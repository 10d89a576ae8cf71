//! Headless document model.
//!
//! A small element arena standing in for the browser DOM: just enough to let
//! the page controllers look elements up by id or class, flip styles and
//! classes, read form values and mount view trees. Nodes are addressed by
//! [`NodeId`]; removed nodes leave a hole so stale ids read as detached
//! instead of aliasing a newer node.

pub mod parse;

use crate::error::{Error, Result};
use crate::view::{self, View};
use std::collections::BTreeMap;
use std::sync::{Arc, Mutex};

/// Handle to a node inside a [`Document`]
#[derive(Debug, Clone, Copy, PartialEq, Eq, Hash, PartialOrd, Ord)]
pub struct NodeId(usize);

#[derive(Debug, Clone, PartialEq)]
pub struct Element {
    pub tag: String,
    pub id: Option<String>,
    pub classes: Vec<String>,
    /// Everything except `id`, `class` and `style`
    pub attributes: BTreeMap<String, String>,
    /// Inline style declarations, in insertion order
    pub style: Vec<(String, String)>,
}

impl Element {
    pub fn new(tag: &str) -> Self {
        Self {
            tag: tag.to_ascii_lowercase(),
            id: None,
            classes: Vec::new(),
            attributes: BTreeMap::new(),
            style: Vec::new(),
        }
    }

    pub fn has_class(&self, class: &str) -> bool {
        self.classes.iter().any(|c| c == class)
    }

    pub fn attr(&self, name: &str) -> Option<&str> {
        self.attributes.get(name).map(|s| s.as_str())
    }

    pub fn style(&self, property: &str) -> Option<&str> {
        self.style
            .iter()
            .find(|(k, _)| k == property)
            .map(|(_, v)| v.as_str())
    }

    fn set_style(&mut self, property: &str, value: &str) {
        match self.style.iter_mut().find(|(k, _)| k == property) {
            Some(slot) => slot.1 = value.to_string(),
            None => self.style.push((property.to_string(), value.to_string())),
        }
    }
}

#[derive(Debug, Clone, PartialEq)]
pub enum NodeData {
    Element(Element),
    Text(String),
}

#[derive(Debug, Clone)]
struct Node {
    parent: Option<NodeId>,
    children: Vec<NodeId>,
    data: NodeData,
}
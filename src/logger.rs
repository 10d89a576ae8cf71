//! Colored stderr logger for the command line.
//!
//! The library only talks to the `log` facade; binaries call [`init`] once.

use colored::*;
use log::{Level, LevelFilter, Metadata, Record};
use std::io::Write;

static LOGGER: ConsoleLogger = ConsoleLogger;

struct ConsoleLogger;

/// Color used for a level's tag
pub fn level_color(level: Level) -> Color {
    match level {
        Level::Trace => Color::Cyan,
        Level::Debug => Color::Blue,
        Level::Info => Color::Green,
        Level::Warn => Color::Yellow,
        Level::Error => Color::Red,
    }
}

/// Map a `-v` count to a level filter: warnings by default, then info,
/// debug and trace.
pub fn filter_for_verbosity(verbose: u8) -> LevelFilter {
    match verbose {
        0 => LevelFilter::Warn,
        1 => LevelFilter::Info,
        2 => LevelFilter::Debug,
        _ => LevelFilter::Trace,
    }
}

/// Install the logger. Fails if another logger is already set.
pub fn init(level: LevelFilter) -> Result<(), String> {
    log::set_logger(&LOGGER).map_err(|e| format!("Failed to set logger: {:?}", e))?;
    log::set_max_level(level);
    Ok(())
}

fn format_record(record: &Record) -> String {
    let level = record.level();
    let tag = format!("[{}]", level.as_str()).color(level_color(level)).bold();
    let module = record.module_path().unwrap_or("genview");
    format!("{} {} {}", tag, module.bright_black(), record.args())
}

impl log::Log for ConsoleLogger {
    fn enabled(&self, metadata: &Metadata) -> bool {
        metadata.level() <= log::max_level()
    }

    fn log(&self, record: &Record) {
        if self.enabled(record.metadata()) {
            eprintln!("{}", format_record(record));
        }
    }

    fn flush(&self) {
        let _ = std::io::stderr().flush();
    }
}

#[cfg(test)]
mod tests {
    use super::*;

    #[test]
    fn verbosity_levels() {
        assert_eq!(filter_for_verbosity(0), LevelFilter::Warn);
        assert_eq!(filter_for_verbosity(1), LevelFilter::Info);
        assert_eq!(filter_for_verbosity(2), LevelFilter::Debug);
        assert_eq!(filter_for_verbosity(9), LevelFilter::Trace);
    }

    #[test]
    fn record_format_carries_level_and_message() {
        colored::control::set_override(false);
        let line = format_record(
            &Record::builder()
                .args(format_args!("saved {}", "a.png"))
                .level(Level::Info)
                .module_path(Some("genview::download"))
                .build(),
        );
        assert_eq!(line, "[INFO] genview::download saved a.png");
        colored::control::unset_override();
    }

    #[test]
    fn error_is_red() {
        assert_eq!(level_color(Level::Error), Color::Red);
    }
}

_WHAT THE TASK ASKS_
How many lines in the entries above hold the word "Clone"? Reply with the number by itself.

_EXERCISE OUTPUT_
4